:: Given records
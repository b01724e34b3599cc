use rust_decimal::Decimal;
use std::str::FromStr;
use thiserror::Error;

/// Currency symbols that may prefix an amount on a receipt line.
pub const CURRENCY_SYMBOLS: &[char] = &['$', '€', '£', '¥', '₹'];

#[derive(Debug, Error, PartialEq, Eq)]
pub enum AmountError {
    #[error("Empty amount token")]
    Empty,
    #[error("Invalid amount: '{0}'")]
    Invalid(String),
}

/// Parse a receipt amount token such as `$1,234.56`, `1,060.0`, `430.0` or `12,34`.
///
/// Thousands-separator commas are stripped. A single comma followed by exactly
/// two digits is read as a decimal comma.
pub fn parse_amount(token: &str) -> Result<Decimal, AmountError> {
    let trimmed: String = token
        .trim()
        .trim_start_matches(|c: char| CURRENCY_SYMBOLS.contains(&c) || c.is_whitespace())
        .chars()
        .filter(|c| !c.is_whitespace())
        .collect();

    if trimmed.is_empty() {
        return Err(AmountError::Empty);
    }

    let normalized = match trimmed.split_once(',') {
        Some((whole, frac))
            if !trimmed.contains('.')
                && frac.len() == 2
                && !frac.contains(',')
                && whole.chars().all(|c| c.is_ascii_digit()) =>
        {
            format!("{whole}.{frac}")
        }
        _ => trimmed.replace(',', ""),
    };

    Decimal::from_str(&normalized).map_err(|_| AmountError::Invalid(token.to_string()))
}

/// Round to cents using banker's rounding, as receipts print them.
pub fn round_cents(value: Decimal) -> Decimal {
    value.round_dp(2)
}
::::
Could you please copy the lines above exactly, beginning at the first and ending at the line that contains "let trimmed: String = token"?

repository b01724e34b3599cc
use rust_decimal::Decimal;
use std::str::FromStr;
use thiserror::Error;

/// Currency symbols that may prefix an amount on a receipt line.
pub const CURRENCY_SYMBOLS: &[char] = &['$', '€', '£', '¥', '₹'];

#[derive(Debug, Error, PartialEq, Eq)]
pub enum AmountError {
    #[error("Empty amount token")]
    Empty,
    #[error("Invalid amount: '{0}'")]
    Invalid(String),
}

/// Parse a receipt amount token such as `$1,234.56`, `1,060.0`, `430.0` or `12,34`.
///
/// Thousands-separator commas are stripped. A single comma followed by exactly
/// two digits is read as a decimal comma.
pub fn parse_amount(token: &str) -> Result<Decimal, AmountError> {
    let trimmed: String = token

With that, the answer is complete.